About this exercise: Here is a block of records. Copy every line in it that includes "with".

*** Block opens ***

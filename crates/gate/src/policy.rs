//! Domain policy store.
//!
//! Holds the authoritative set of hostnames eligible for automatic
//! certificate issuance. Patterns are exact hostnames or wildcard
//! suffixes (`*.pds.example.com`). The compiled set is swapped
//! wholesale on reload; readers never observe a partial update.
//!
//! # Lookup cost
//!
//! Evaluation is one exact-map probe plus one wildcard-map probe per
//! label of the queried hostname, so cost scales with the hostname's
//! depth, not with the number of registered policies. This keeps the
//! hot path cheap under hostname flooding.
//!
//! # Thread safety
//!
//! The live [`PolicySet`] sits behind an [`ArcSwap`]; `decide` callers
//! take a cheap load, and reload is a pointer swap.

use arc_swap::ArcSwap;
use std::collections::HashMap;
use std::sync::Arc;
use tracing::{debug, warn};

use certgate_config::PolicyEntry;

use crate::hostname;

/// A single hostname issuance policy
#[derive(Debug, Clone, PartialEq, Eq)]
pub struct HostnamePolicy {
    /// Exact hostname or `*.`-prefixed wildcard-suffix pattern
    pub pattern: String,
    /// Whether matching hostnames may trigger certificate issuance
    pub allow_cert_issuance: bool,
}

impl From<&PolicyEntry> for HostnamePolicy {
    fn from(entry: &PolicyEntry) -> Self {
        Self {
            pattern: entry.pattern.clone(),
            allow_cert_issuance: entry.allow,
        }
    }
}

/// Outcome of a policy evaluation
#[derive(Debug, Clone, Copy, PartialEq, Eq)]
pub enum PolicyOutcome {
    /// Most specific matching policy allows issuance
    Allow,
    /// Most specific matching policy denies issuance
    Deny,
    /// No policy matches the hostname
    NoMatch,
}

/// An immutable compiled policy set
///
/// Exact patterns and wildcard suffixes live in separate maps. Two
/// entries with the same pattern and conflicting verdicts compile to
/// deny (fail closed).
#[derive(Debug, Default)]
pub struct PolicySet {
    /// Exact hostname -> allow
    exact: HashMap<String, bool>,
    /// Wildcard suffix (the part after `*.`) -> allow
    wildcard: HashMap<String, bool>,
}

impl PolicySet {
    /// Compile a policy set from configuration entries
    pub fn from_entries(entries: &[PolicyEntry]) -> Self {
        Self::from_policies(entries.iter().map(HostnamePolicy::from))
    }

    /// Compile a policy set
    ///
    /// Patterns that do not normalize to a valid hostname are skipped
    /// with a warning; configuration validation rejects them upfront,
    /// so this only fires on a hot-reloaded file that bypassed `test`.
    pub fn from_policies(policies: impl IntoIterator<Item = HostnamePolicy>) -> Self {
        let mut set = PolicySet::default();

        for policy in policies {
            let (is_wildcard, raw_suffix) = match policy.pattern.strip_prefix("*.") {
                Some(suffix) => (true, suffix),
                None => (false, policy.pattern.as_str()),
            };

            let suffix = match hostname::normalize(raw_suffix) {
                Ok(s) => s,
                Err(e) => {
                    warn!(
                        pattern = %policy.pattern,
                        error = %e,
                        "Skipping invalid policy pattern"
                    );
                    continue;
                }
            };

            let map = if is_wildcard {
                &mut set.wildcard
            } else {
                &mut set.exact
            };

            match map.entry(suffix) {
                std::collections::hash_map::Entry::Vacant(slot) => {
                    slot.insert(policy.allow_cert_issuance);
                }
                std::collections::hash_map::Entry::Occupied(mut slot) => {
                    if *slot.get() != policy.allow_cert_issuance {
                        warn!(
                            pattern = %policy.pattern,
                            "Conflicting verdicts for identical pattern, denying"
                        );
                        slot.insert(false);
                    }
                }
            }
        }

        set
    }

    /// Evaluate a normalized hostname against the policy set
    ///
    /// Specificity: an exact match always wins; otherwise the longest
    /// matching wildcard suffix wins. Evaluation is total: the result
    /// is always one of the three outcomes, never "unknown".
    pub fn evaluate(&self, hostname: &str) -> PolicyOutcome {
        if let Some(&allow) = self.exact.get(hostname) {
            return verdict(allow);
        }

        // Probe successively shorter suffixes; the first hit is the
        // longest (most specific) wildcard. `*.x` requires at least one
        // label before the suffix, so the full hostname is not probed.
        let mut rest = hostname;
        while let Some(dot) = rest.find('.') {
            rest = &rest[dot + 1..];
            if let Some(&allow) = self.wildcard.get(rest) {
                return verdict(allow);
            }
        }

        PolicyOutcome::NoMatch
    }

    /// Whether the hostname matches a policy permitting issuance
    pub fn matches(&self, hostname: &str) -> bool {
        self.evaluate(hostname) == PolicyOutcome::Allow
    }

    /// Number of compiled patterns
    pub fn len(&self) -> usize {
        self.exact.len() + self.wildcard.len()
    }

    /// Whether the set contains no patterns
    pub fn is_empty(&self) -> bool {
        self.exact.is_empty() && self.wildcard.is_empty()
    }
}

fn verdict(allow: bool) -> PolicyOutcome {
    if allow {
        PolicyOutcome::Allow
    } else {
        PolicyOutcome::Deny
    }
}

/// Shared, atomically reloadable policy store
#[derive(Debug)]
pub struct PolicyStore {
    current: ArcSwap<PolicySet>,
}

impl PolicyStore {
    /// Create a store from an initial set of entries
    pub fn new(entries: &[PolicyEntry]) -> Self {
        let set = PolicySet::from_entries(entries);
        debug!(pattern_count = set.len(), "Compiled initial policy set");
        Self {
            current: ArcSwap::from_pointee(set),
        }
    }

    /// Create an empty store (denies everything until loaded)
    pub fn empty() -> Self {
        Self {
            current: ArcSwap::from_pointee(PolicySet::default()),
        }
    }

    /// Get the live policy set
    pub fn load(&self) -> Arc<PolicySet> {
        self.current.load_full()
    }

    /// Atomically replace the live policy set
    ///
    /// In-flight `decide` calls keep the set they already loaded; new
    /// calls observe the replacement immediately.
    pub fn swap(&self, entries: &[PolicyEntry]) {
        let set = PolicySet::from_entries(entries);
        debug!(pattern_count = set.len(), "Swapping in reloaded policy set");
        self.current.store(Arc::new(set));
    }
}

*** Block closes ***

Finished exercise:
//! label of the queried hostname, so cost scales with the hostname's
//! depth, not with the number of registered policies. This keeps the
/// entries with the same pattern and conflicting verdicts compile to
    /// with a warning; configuration validation rejects them upfront,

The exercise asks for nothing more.